Comment by Glyn Walters [ 29/Aug/14 ]

Hi Christopher.

Thanks for the response. I think you might have misunderstood me though. It's because either thread calls next(), it makes the baseline time for the heartbeat unreliable. Say for example next() is called by QFJ Message Processor (caused by an incoming heartbeat app message) at 14:21:06.101 and a heartbeat is sent in the same millisecond. The next heartbeat due time is now 14:21:10.101. If the SessionTimerTask Executor happens to have its scheduled tasks firing at .050ms every second, the next time next() is called where state.isHeartBeatNeeded() is going to return true, is either at 14.21.11.050 (almost 1 second late), or some random time between 14.21.10.101 and then if another message happens to be processed in that time. If only the SessionTimerTask triggered calls to state.isHeartBeatNeeded(), then the calls (especially with this tolerance fix) would be very accurate.

Because of the mathematics around how that plays with a 4 second hbeat from both sides and a one second SessionTimerTask interval, in a real world situation you see logs where the heartbeat timings are quite jittery (~1 second variance) when the inbound message processing queue has been the cause of the next() call which spawned a heartbeat.
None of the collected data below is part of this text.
//! Scratch directories and file trees for test code

use std::env;
use std::fs::{self, OpenOptions};
use std::io;
use std::path::{Path, PathBuf};
use std::sync::{Mutex, MutexGuard};
use tempfile::TempDir;
use tracing::{debug, warn};

const PREFIX: &str = "skipaware-";

/// The working directory is process-wide; changes to it are serialized
static CWD_LOCK: Mutex<()> = Mutex::new(());

pub(crate) fn cwd_lock() -> MutexGuard<'static, ()> {
    CWD_LOCK
        .lock()
        .unwrap_or_else(|poisoned| poisoned.into_inner())
}

/// Temporary directory removed when dropped
#[derive(Debug)]
pub struct ScratchDir {
    dir: TempDir,
}

impl ScratchDir {
    pub fn new() -> io::Result<Self> {
        let dir = tempfile::Builder::new().prefix(PREFIX).tempdir()?;
        debug!("Created scratch directory {}", dir.path().display());
        Ok(Self { dir })
    }

    pub fn path(&self) -> &Path {
        self.dir.path()
    }

    pub fn join(&self, path: impl AsRef<Path>) -> PathBuf {
        self.dir.path().join(path)
    }

    /// Make this the working directory until the returned guard drops
    pub fn enter(&self) -> io::Result<WorkingDir> {
        WorkingDir::enter(self.path())
    }

    pub fn create_files(&self, paths: &[&str]) -> io::Result<()> {
        create_files(paths, self.path())
    }

    /// Remove the directory now, reporting failures
    pub fn close(self) -> io::Result<()> {
        debug!("Removing scratch directory {}", self.dir.path().display());
        self.dir.close()
    }
}

/// Working directory switch, undone on drop
///
/// Holds a process-wide lock while alive, so entering a second directory
/// from the same thread blocks.
#[derive(Debug)]
pub struct WorkingDir {
    previous: PathBuf,
    _lock: MutexGuard<'static, ()>,
}

impl WorkingDir {
    pub fn enter(path: &Path) -> io::Result<Self> {
        let lock = cwd_lock();
        let previous = env::current_dir()?;
        env::set_current_dir(path)?;
        debug!("Working directory is now {}", path.display());
        Ok(Self {
            previous,
            _lock: lock,
        })
    }

    pub fn previous(&self) -> &Path {
        &self.previous
    }
}

impl Drop for WorkingDir {
    fn drop(&mut self) {
        if let Err(err) = env::set_current_dir(&self.previous) {
            warn!(
                "Could not return to {}: {}",
                self.previous.display(),
                err
            );
        }
    }
}

/// Create the directories and empty files named by `paths` under `root`
///
/// A path ending in `/` is a directory. Existing files are left untouched.
pub fn create_files(paths: &[&str], root: impl AsRef<Path>) -> io::Result<()> {
    let root = root.as_ref();
    for path in paths {
        let target = root.join(path);
        if path.ends_with('/') {
            fs::create_dir_all(&target)?;
            continue;
        }
        if let Some(parent) = target.parent() {
            fs::create_dir_all(parent)?;
        }
        OpenOptions::new().create(true).append(true).open(&target)?;
    }
    Ok(())
}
The examples I gave indicate periods when we see either inaccurate hbeat timings, just because of the statistical likelihood that once next() has been called, resulting in a hbeat, from an incoming message, that pattern will predominate for a while. Whearas the other example, from later on in the same sesson, is the pattern you get when the SessionTimerTask calls next() at the right time. It also then will predominate, but with much more accurate timings.

Thanks
Glyn

Comment by Glyn Walters [ 29/Aug/14 ]

Apologies, for spelling your name wrong!

Comment by Christoph John [ 02/Sep/14 ]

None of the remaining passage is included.